Ее приемный отец очень плохо с ней обращается, а приемная мать, Надежда Фостер-Овечкина, совсем ею не занимается. Мама Надя в основном занята своими двумя детьми. В школе ей тоже достается. Про нее там все знают и дразнят Клоном и Долли, по имени первой овцы, полученной клонированием. И вообще, ей Америка совершенно не нравится. Ей трудно говорить и писать по-английски: ее родной язык русский, и она его не забыла. И в самом деле, на русском девочка говорит и пишет совершенно свободно, хотя, как она уверяет, в Америке русскому ее никто не учил. Мэри-Джейн, или, если хотите, Алевтина, просит немедленно отправить ее в Россию, к себе домой…

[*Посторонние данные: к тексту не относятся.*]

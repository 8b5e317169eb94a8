//! Injector and supplier ports

use std::any::Any;
use std::sync::Arc;

use crate::error::Result;
use crate::lang::{Class, Type};
use crate::object::{Object, downcast};
use crate::value_objects::{Dependency, Instance, Name, ScopePermanence};

/// Produces the value of a binding for a dependency
pub trait Supplier: Send + Sync {
    fn supply(&self, dependency: &Dependency, injector: &dyn Injector) -> Result<Object>;

    /// The shared value of a constant supplier
    fn as_constant(&self) -> Option<&Object> {
        None
    }

    /// The actual type of the instances this supplier constructs
    ///
    /// Only constructed instances are passed to initialisers.
    fn produces(&self) -> Option<&Type> {
        None
    }
}

/// A resolved binding able to generate instances through its scope
pub trait Generator: Send + Sync {
    fn generate(&self, dependency: &Dependency, injector: &dyn Injector) -> Result<Object>;

    fn permanence(&self) -> &ScopePermanence;
}

/// The read API of a container
pub trait Injector: Send + Sync {
    /// Resolves `dependency` to an instance
    fn resolve(&self, dependency: &Dependency) -> Result<Object>;

    /// The generator that would serve `dependency`
    fn generator_for(&self, dependency: &Dependency) -> Result<Arc<dyn Generator>>;

    /// Applies the initialisers bound for `actual` to a new instance
    fn initialise(&self, target: Object, _actual: &Type) -> Result<Object> {
        Ok(target)
    }
}

/// Convenience overloads over [`Injector::resolve`]
pub trait InjectorExt: Injector {
    fn resolve_type(&self, ty: &Type) -> Result<Object> {
        self.resolve(&Dependency::of_type(ty.clone()))
    }

    fn resolve_class(&self, class: &Class) -> Result<Object> {
        self.resolve(&Dependency::of_class(class))
    }

    fn resolve_named<N: Into<Name>>(&self, name: N, ty: &Type) -> Result<Object> {
        self.resolve(&Dependency::of_instance(Instance::named(name, ty.clone())))
    }

    fn resolve_instance(&self, instance: Instance) -> Result<Object> {
        self.resolve(&Dependency::of_instance(instance))
    }

    /// Resolves and downcasts to the concrete value type
    fn resolve_as<V: Any + Send + Sync>(&self, dependency: &Dependency) -> Result<Arc<V>> {
        downcast(&self.resolve(dependency)?)
    }
}

impl<I: Injector + ?Sized> InjectorExt for I {}
//! Built-in suppliers

use std::sync::Arc;

use arc_swap::ArcSwapOption;
use tether_domain::error::{Error, Result};
use tether_domain::lang::{Constructor, Method, Type};
use tether_domain::object::{Object, array};
use tether_domain::ports::{Injector, Supplier};
use tether_domain::value_objects::{Dependency, Hint, Instance};

use crate::container::InjectionSite;

/// Always supplies the same shared value
pub struct ConstantSupplier {
    value: Object,
}

impl ConstantSupplier {
    pub fn new(value: Object) -> Self {
        Self { value }
    }
}

impl Supplier for ConstantSupplier {
    fn supply(&self, _dependency: &Dependency, _injector: &dyn Injector) -> Result<Object> {
        Ok(Arc::clone(&self.value))
    }

    fn as_constant(&self) -> Option<&Object> {
        Some(&self.value)
    }
}

/// Resolves another instance on the same path
pub struct ReferenceSupplier {
    to: Instance,
}

impl ReferenceSupplier {
    pub fn new(to: Instance) -> Self {
        Self { to }
    }
}

impl Supplier for ReferenceSupplier {
    fn supply(&self, dependency: &Dependency, injector: &dyn Injector) -> Result<Object> {
        injector.resolve(&dependency.instanced(self.to.clone()))
    }
}

/// Assembles an array from constants and references
///
/// References are resolved one level up, as if the array itself was not
/// part of the path.
pub struct ElementsSupplier {
    elements: Vec<Hint>,
}

impl ElementsSupplier {
    pub fn new(elements: Vec<Hint>) -> Self {
        Self { elements }
    }
}

impl Supplier for ElementsSupplier {
    fn supply(&self, dependency: &Dependency, injector: &dyn Injector) -> Result<Object> {
        let outer = dependency.uninject();
        let values = self
            .elements
            .iter()
            .map(|hint| match hint {
                Hint::Constant { value, .. } => Ok(Arc::clone(value)),
                Hint::Relative { reference, .. } => {
                    injector.resolve(&outer.instanced(reference.clone()))
                }
                Hint::Absolute { dependency, .. } => injector.resolve(dependency),
            })
            .collect::<Result<Vec<_>>>()?;
        Ok(array(values))
    }
}

/// Reuses the injection site while the dependency stays the same
struct SiteCache {
    hints: Arc<[Hint]>,
    site: ArcSwapOption<InjectionSite>,
}

impl SiteCache {
    fn new(hints: Vec<Hint>) -> Self {
        Self {
            hints: Arc::from(hints),
            site: ArcSwapOption::empty(),
        }
    }

    fn args(&self, dependency: &Dependency, injector: &dyn Injector) -> Result<Arc<[Object]>> {
        let cached = self.site.load_full();
        let site = match cached {
            Some(site) if site.dependency() == dependency => site,
            _ => {
                let site = Arc::new(InjectionSite::new(
                    injector,
                    dependency.clone(),
                    Arc::clone(&self.hints),
                )?);
                self.site.store(Some(Arc::clone(&site)));
                site
            }
        };
        site.args(injector)
    }
}

/// Invokes a declared constructor of `constructed` with injected arguments
pub struct ConstructorSupplier {
    constructed: Type,
    constructor: Constructor,
    cache: SiteCache,
}

impl ConstructorSupplier {
    pub fn new(constructed: Type, constructor: Constructor, hints: Vec<Hint>) -> Self {
        Self {
            constructed,
            constructor,
            cache: SiteCache::new(hints),
        }
    }
}

impl Supplier for ConstructorSupplier {
    fn supply(&self, dependency: &Dependency, injector: &dyn Injector) -> Result<Object> {
        let args = self.cache.args(dependency, injector)?;
        self.constructor.invoke(&args)
    }

    fn produces(&self) -> Option<&Type> {
        Some(&self.constructed)
    }
}

/// Invokes a declared factory method with injected arguments
pub struct MethodSupplier {
    method: Method,
    cache: SiteCache,
}

impl MethodSupplier {
    pub fn new(method: Method, hints: Vec<Hint>) -> Self {
        Self {
            method,
            cache: SiteCache::new(hints),
        }
    }
}

impl Supplier for MethodSupplier {
    fn supply(&self, dependency: &Dependency, injector: &dyn Injector) -> Result<Object> {
        let args = self.cache.args(dependency, injector)?;
        self.method.invoke(&args)
    }

    fn produces(&self) -> Option<&Type> {
        Some(self.method.returns())
    }
}

/// Placeholder of required bindings; never reaches a container
pub struct RequiredSupplier;

impl Supplier for RequiredSupplier {
    fn supply(&self, dependency: &Dependency, _injector: &dyn Injector) -> Result<Object> {
        Err(Error::no_resource(dependency, "required but never bound"))
    }
}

Карпухин замолчал и с явным любопытством стал разглядывать мое лицо, стараясь, вероятно, определить степень моего, как он считал, потрясения. Но лицо мое в этот момент ровным счетом ничего не выражало, и на то имелись причины, главная из которых заключалась в том, что нечто подобное мною ожидалось. Не даром же я в свое время досконально изучил линии рук на ладонях моей родственницы и ее натальную карту. Конечно, год ее рождения был мне тогда неизвестен (тогда!), но месяц и час появления на свет Алевтины я знал совсем точно. Знал я более или менее хорошо и обстоятельства ее жизни. Стало быть, имелась возможность определить и год рождения, для чего требовалось всего-навсего построить годовой ряд натальных карт (по арабо-европейской и индийской методикам), то есть по карте на каждый предполагаемый год рождения моей двоюродной сестры, и выяснить затем, какая из них более соответствует ее биографии, а также, что не менее важно, линиям на ладонях ее рук.

И все же было, чему поражаться – ведь мы всегда изумляемся, сильно и не очень, когда предсказание в той или иной степени сбывается, а тут уж случилось нечто более сильное, чем сбывшееся предсказание. Впрочем, мне могут возразить: одно дело ожидать, а совсем другое дело столкнуться с ожидаемым в жизни…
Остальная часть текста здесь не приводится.